**Task directions:** Could you set down the full listing, unchanged?

**Raw data:**

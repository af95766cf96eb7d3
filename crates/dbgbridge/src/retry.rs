//! Reconnection policy for attaching to a socket target.
//!
//! Fixed delay between attempts, no backoff, no jitter. Every retry is a fresh
//! connection with the same arguments.

use std::future::Future;
use std::time::Duration;

use tokio_util::sync::CancellationToken;

#[derive(Debug, Clone, Copy, PartialEq, Eq)]
pub struct RetryPolicy {
    /// Retries after the first attempt.
    pub max_retries: u32,
    pub delay: Duration,
}

impl Default for RetryPolicy {
    fn default() -> Self {
        Self {
            max_retries: 5,
            delay: Duration::from_secs(1),
        }
    }
}

/// Outcome of [`RetryPolicy::run`] when no attempt succeeded.
#[derive(Debug)]
pub enum RetryExhausted<E> {
    /// The last attempt failed and no retries remain.
    Failed { attempts: u32, error: E },
    /// The token was cancelled while waiting between attempts.
    Cancelled { attempts: u32 },
}

impl RetryPolicy {
    pub fn new(max_retries: u32, delay: Duration) -> Self {
        Self { max_retries, delay }
    }

    pub fn max_attempts(&self) -> u32 {
        self.max_retries.saturating_add(1)
    }

    /// Run `attempt` until it succeeds, the policy is exhausted, or `cancel` fires.
    ///
    /// `attempt` receives the 1-based attempt number.
    pub async fn run<T, E, F, Fut>(
        &self,
        cancel: &CancellationToken,
        mut attempt: F,
    ) -> Result<T, RetryExhausted<E>>
    where
        E: std::fmt::Display,
        F: FnMut(u32) -> Fut,
        Fut: Future<Output = Result<T, E>>,
    {
        let mut n = 1;
        loop {
            let error = match attempt(n).await {
                Ok(value) => return Ok(value),
                Err(e) => e,
            };

            if n >= self.max_attempts() {
                return Err(RetryExhausted::Failed { attempts: n, error });
            }

            tracing::warn!(
                attempt = n,
                max_attempts = self.max_attempts(),
                delay_ms = self.delay.as_millis() as u64,
                error = %error,
                "Attempt failed, retrying"
            );

            tokio::select! {
                _ = cancel.cancelled() => {
                    tracing::debug!(attempt = n, "Retry cancelled");
                    return Err(RetryExhausted::Cancelled { attempts: n });
                }
                _ = tokio::time::sleep(self.delay) => {}
            }
            n += 1;
        }
    }
}
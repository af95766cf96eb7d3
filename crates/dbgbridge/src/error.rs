//! Error taxonomy for the bridge.

use std::io;

use thiserror::Error;

/// Errors produced by the wire codecs.
///
/// `tokio_util` decoders need `From<io::Error>`, so transport failures are
/// carried here next to the framing failures.
#[derive(Debug, Error)]
pub enum CodecError {
    #[error("malformed frame header: {0}")]
    Framing(String),

    #[error("failed to encode message: {0}")]
    Encode(#[from] serde_json::Error),

    #[error(transparent)]
    Io(#[from] io::Error),
}

impl CodecError {
    pub fn framing(reason: impl Into<String>) -> Self {
        Self::Framing(reason.into())
    }
}

/// A connect attempt that the retry policy gave up on.
#[derive(Debug, Error)]
#[error("failed to connect to {addr} after {attempts} attempts: {source}")]
pub struct ConnectError {
    pub addr: String,
    pub attempts: u32,
    #[source]
    pub source: io::Error,
}

impl ConnectError {
    /// Exit status for the bridge process: the OS error code when there is one.
    pub fn exit_code(&self) -> i32 {
        self.source.raw_os_error().unwrap_or(1)
    }
}

#[derive(Debug, Error)]
pub enum SpawnError {
    #[error("failed to spawn {program}: {source}")]
    Spawn {
        program: String,
        #[source]
        source: io::Error,
    },

    #[error("failed to create protocol stream: {0}")]
    ProtocolStream(#[source] io::Error),

    #[error("{0} not captured")]
    NotCaptured(&'static str),

    #[error("protocol stream is not supported on this platform")]
    Unsupported,
}

#[derive(Debug, Error)]
pub enum BridgeError {
    #[error(transparent)]
    Codec(#[from] CodecError),

    #[error("invalid port {0}: expected an integer between 0 and 65535")]
    InvalidPort(String),

    #[error("invalid {command} arguments: {reason}")]
    InvalidArguments { command: String, reason: String },

    #[error("malformed message: {0}")]
    MessageParse(String),

    #[error(transparent)]
    Spawn(#[from] SpawnError),

    #[error(transparent)]
    Json(#[from] serde_json::Error),
}

pub type Result<T> = std::result::Result<T, BridgeError>;
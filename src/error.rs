// SPDX-License-Identifier: AGPL-3.0-only

//! Typed errors for device selection and assignment.
//!
//! Every failure is a value callers can pattern-match on; nothing in this
//! crate panics or retries. `DeviceCreation` is the designated wrapper for
//! the downstream collaborator's device-construction failure — assay never
//! constructs a device itself, so callers `map_err` their creation error
//! into it and get one error type for the whole initialization path.

use crate::select::Rejection;
use std::fmt;

/// Errors arising from device enumeration, selection, or assignment.
#[derive(Debug)]
pub enum AssayError {
    /// No candidate device passed the constraint checker. Carries the
    /// per-candidate verdicts for diagnostics.
    NoSuitableDevice {
        rejections: Vec<Rejection>,
    },

    /// One or more queue requests found no viable family. Carries the
    /// request indices left unassigned.
    PartialAssignment {
        unassigned: Vec<usize>,
    },

    /// Downstream device construction failed after selection (wraps the
    /// underlying error message, propagated opaquely).
    DeviceCreation(String),

    /// Candidate enumeration or lookup failed (native query error, or an
    /// override naming no enumerated device).
    Enumeration(String),
}

impl fmt::Display for AssayError {
    fn fmt(&self, f: &mut fmt::Formatter<'_>) -> fmt::Result {
        match self {
            Self::NoSuitableDevice { rejections } => {
                write!(f, "No device satisfies the requirements")?;
                for r in rejections {
                    write!(f, "; {}: {}", r.device, r.verdict)?;
                }
                Ok(())
            }
            Self::PartialAssignment { unassigned } => {
                write!(f, "Queue requests left unassigned: {unassigned:?}")
            }
            Self::DeviceCreation(e) => write!(f, "Failed to create device: {e}"),
            Self::Enumeration(e) => write!(f, "Device enumeration failed: {e}"),
        }
    }
}

impl std::error::Error for AssayError {}

#[cfg(test)]
mod tests {
    use super::*;
    use crate::suitability::Suitability;

    #[test]
    fn display_no_suitable_device_lists_rejections() {
        let err = AssayError::NoSuitableDevice {
            rejections: vec![Rejection {
                device: String::from("llvmpipe"),
                verdict: Suitability::UnsatisfiedFeatures,
            }],
        };
        let msg = err.to_string();
        assert!(msg.starts_with("No device satisfies the requirements"));
        assert!(msg.contains("llvmpipe"));
        assert!(msg.contains("feature requirements"));
    }

    #[test]
    fn display_no_suitable_device_without_candidates() {
        let err = AssayError::NoSuitableDevice { rejections: vec![] };
        assert_eq!(err.to_string(), "No device satisfies the requirements");
    }

    #[test]
    fn display_partial_assignment() {
        let err = AssayError::PartialAssignment { unassigned: vec![2] };
        assert_eq!(err.to_string(), "Queue requests left unassigned: [2]");
    }

    #[test]
    fn display_device_creation() {
        let err = AssayError::DeviceCreation("out of host memory".into());
        assert_eq!(err.to_string(), "Failed to create device: out of host memory");
    }

    #[test]
    fn display_enumeration() {
        let err = AssayError::Enumeration("initialization failed".into());
        assert_eq!(err.to_string(), "Device enumeration failed: initialization failed");
    }

    #[test]
    fn error_trait_works() {
        let err = AssayError::DeviceCreation("lost".into());
        let dyn_err: &dyn std::error::Error = &err;
        assert!(dyn_err.to_string().contains("lost"));
    }
}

**Response to this task:**
repository af95766cf96eb7d3
filename crates/dbgbridge/src/retry.rs
//! Reconnection policy for attaching to a socket target.
//!
//! Fixed delay between attempts, no backoff, no jitter. Every retry is a fresh
//! connection with the same arguments.

use std::future::Future;
use std::time::Duration;

use tokio_util::sync::CancellationToken;

#[derive(Debug, Clone, Copy, PartialEq, Eq)]
pub struct RetryPolicy {
    /// Retries after the first attempt.
    pub max_retries: u32,
    pub delay: Duration,
}

impl Default for RetryPolicy {
    fn default() -> Self {
        Self {
            max_retries: 5,
            delay: Duration::from_secs(1),
        }
    }
}

/// Outcome of [`RetryPolicy::run`] when no attempt succeeded.
#[derive(Debug)]
pub enum RetryExhausted<E> {
    /// The last attempt failed and no retries remain.
    Failed { attempts: u32, error: E },
    /// The token was cancelled while waiting between attempts.
    Cancelled { attempts: u32 },
}

impl RetryPolicy {
    pub fn new(max_retries: u32, delay: Duration) -> Self {
        Self { max_retries, delay }
    }

    pub fn max_attempts(&self) -> u32 {
        self.max_retries.saturating_add(1)
    }

    /// Run `attempt` until it succeeds, the policy is exhausted, or `cancel` fires.
    ///
    /// `attempt` receives the 1-based attempt number.
    pub async fn run<T, E, F, Fut>(
        &self,
        cancel: &CancellationToken,
        mut attempt: F,
    ) -> Result<T, RetryExhausted<E>>
    where
        E: std::fmt::Display,
        F: FnMut(u32) -> Fut,
        Fut: Future<Output = Result<T, E>>,
    {
        let mut n = 1;
        loop {
            let error = match attempt(n).await {
                Ok(value) => return Ok(value),
                Err(e) => e,
            };

            if n >= self.max_attempts() {
                return Err(RetryExhausted::Failed { attempts: n, error });
            }

            tracing::warn!(
                attempt = n,
                max_attempts = self.max_attempts(),
                delay_ms = self.delay.as_millis() as u64,
                error = %error,
                "Attempt failed, retrying"
            );

            tokio::select! {
                _ = cancel.cancelled() => {
                    tracing::debug!(attempt = n, "Retry cancelled");
                    return Err(RetryExhausted::Cancelled { attempts: n });
                }
                _ = tokio::time::sleep(self.delay) => {}
            }
            n += 1;
        }
    }
}
repository af95766cf96eb7d3
filename crates/dbgbridge/src/error.rs
//! Error taxonomy for the bridge.

use std::io;

use thiserror::Error;

/// Errors produced by the wire codecs.
///
/// `tokio_util` decoders need `From<io::Error>`, so transport failures are
/// carried here next to the framing failures.
#[derive(Debug, Error)]
pub enum CodecError {
    #[error("malformed frame header: {0}")]
    Framing(String),

    #[error("failed to encode message: {0}")]
    Encode(#[from] serde_json::Error),

    #[error(transparent)]
    Io(#[from] io::Error),
}

impl CodecError {
    pub fn framing(reason: impl Into<String>) -> Self {
        Self::Framing(reason.into())
    }
}

/// A connect attempt that the retry policy gave up on.
#[derive(Debug, Error)]
#[error("failed to connect to {addr} after {attempts} attempts: {source}")]
pub struct ConnectError {
    pub addr: String,
    pub attempts: u32,
    #[source]
    pub source: io::Error,
}

impl ConnectError {
    /// Exit status for the bridge process: the OS error code when there is one.
    pub fn exit_code(&self) -> i32 {
        self.source.raw_os_error().unwrap_or(1)
    }
}

#[derive(Debug, Error)]
pub enum SpawnError {
    #[error("failed to spawn {program}: {source}")]
    Spawn {
        program: String,
        #[source]
        source: io::Error,
    },

    #[error("failed to create protocol stream: {0}")]
    ProtocolStream(#[source] io::Error),

    #[error("{0} not captured")]
    NotCaptured(&'static str),

    #[error("protocol stream is not supported on this platform")]
    Unsupported,
}

#[derive(Debug, Error)]
pub enum BridgeError {
    #[error(transparent)]
    Codec(#[from] CodecError),

    #[error("invalid port {0}: expected an integer between 0 and 65535")]
    InvalidPort(String),

    #[error("invalid {command} arguments: {reason}")]
    InvalidArguments { command: String, reason: String },

    #[error("malformed message: {0}")]
    MessageParse(String),

    #[error(transparent)]
    Spawn(#[from] SpawnError),

    #[error(transparent)]
    Json(#[from] serde_json::Error),
}

pub type Result<T> = std::result::Result<T, BridgeError>;
filename src/error.rs
// SPDX-License-Identifier: AGPL-3.0-only

//! Typed errors for device selection and assignment.
//!
//! Every failure is a value callers can pattern-match on; nothing in this
//! crate panics or retries. `DeviceCreation` is the designated wrapper for
//! the downstream collaborator's device-construction failure — assay never
//! constructs a device itself, so callers `map_err` their creation error
//! into it and get one error type for the whole initialization path.

use crate::select::Rejection;
use std::fmt;

/// Errors arising from device enumeration, selection, or assignment.
#[derive(Debug)]
pub enum AssayError {
    /// No candidate device passed the constraint checker. Carries the
    /// per-candidate verdicts for diagnostics.
    NoSuitableDevice {
        rejections: Vec<Rejection>,
    },

    /// One or more queue requests found no viable family. Carries the
    /// request indices left unassigned.
    PartialAssignment {
        unassigned: Vec<usize>,
    },

    /// Downstream device construction failed after selection (wraps the
    /// underlying error message, propagated opaquely).
    DeviceCreation(String),

    /// Candidate enumeration or lookup failed (native query error, or an
    /// override naming no enumerated device).
    Enumeration(String),
}

impl fmt::Display for AssayError {
    fn fmt(&self, f: &mut fmt::Formatter<'_>) -> fmt::Result {
        match self {
            Self::NoSuitableDevice { rejections } => {
                write!(f, "No device satisfies the requirements")?;
                for r in rejections {
                    write!(f, "; {}: {}", r.device, r.verdict)?;
                }
                Ok(())
            }
            Self::PartialAssignment { unassigned } => {
                write!(f, "Queue requests left unassigned: {unassigned:?}")
            }
            Self::DeviceCreation(e) => write!(f, "Failed to create device: {e}"),
            Self::Enumeration(e) => write!(f, "Device enumeration failed: {e}"),
        }
    }
}

impl std::error::Error for AssayError {}

#[cfg(test)]
mod tests {
    use super::*;
    use crate::suitability::Suitability;

    #[test]
    fn display_no_suitable_device_lists_rejections() {
        let err = AssayError::NoSuitableDevice {
            rejections: vec![Rejection {
                device: String::from("llvmpipe"),
                verdict: Suitability::UnsatisfiedFeatures,
            }],
        };
        let msg = err.to_string();
        assert!(msg.starts_with("No device satisfies the requirements"));
        assert!(msg.contains("llvmpipe"));
        assert!(msg.contains("feature requirements"));
    }

    #[test]
    fn display_no_suitable_device_without_candidates() {
        let err = AssayError::NoSuitableDevice { rejections: vec![] };
        assert_eq!(err.to_string(), "No device satisfies the requirements");
    }

    #[test]
    fn display_partial_assignment() {
        let err = AssayError::PartialAssignment { unassigned: vec![2] };
        assert_eq!(err.to_string(), "Queue requests left unassigned: [2]");
    }

    #[test]
    fn display_device_creation() {
        let err = AssayError::DeviceCreation("out of host memory".into());
        assert_eq!(err.to_string(), "Failed to create device: out of host memory");
    }

    #[test]
    fn display_enumeration() {
        let err = AssayError::Enumeration("initialization failed".into());
        assert_eq!(err.to_string(), "Device enumeration failed: initialization failed");
    }

    #[test]
    fn error_trait_works() {
        let err = AssayError::DeviceCreation("lost".into());
        let dyn_err: &dyn std::error::Error = &err;
        assert!(dyn_err.to_string().contains("lost"));
    }
}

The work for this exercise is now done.